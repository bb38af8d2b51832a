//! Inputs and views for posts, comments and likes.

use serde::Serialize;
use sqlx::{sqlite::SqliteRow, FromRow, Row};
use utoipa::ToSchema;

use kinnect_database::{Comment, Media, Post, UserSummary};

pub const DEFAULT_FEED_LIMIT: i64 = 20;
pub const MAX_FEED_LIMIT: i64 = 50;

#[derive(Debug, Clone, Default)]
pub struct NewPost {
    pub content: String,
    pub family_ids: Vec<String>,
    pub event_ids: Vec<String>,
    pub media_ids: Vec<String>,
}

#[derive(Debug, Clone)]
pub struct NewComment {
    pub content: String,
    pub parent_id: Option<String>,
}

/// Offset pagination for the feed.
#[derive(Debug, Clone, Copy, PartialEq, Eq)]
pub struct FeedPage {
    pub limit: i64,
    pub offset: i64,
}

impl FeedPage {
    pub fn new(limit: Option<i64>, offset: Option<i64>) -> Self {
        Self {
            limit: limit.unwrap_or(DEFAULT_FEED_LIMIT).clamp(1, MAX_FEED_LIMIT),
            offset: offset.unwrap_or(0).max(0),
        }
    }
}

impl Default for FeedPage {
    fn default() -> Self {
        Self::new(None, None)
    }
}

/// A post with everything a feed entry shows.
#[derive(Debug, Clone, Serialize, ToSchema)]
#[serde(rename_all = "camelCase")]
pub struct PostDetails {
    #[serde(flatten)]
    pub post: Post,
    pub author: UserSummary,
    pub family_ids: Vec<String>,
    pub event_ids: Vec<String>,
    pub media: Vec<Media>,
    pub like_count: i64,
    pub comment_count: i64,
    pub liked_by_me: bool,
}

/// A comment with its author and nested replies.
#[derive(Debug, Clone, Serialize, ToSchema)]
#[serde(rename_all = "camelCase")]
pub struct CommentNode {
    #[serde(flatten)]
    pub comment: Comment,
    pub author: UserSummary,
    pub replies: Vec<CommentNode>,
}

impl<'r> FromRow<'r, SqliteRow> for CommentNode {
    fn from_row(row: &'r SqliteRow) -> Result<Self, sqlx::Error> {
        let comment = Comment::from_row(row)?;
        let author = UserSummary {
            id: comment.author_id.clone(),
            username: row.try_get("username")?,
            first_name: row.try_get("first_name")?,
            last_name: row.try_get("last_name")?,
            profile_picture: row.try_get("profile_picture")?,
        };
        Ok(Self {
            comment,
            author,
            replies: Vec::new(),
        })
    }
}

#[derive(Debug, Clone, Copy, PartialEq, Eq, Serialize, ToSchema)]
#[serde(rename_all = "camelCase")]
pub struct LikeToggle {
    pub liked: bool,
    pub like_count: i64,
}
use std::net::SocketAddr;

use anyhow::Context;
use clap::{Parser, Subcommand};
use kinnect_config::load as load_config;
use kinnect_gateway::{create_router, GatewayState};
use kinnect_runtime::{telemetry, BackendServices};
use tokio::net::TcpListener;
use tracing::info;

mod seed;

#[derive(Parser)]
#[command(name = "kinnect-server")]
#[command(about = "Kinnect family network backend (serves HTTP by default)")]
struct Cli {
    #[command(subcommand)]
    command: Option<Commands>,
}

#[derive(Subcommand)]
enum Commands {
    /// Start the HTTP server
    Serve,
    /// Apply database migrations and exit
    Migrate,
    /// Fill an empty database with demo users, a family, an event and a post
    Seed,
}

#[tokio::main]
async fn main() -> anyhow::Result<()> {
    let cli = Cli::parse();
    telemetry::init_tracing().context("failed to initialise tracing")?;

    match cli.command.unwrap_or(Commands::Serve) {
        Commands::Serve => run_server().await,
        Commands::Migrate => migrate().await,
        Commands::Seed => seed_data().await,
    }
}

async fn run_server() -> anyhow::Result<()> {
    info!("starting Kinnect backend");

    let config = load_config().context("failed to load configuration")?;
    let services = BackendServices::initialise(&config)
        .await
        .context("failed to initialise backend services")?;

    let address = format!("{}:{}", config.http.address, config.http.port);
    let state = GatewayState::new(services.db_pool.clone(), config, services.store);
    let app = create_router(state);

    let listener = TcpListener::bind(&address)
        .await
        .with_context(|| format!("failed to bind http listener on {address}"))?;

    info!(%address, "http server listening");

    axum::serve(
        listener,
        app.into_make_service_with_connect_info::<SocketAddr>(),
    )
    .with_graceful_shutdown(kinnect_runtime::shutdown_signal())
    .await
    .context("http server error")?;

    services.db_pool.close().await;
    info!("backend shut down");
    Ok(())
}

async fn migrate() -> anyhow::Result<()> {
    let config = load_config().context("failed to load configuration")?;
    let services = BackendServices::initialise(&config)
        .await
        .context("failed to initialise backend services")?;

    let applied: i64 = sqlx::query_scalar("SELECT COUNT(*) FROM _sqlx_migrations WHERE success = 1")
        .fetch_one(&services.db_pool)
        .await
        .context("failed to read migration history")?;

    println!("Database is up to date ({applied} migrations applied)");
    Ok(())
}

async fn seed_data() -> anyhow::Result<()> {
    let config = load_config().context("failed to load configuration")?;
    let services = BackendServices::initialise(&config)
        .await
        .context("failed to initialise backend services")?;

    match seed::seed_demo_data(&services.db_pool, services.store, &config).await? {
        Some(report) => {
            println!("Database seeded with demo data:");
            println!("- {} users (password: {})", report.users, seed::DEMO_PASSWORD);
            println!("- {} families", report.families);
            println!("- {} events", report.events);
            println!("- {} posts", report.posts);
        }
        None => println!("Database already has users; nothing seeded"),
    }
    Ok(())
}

········

Exactly repeat the lines above, from the opening line through the one with "pub const MAX_FEED_LIMIT: i64 = 50;", and include nothing else.

repository bb38af8d2b51832a
//! Inputs and views for posts, comments and likes.

use serde::Serialize;
use sqlx::{sqlite::SqliteRow, FromRow, Row};
use utoipa::ToSchema;

use kinnect_database::{Comment, Media, Post, UserSummary};

pub const DEFAULT_FEED_LIMIT: i64 = 20;
pub const MAX_FEED_LIMIT: i64 = 50;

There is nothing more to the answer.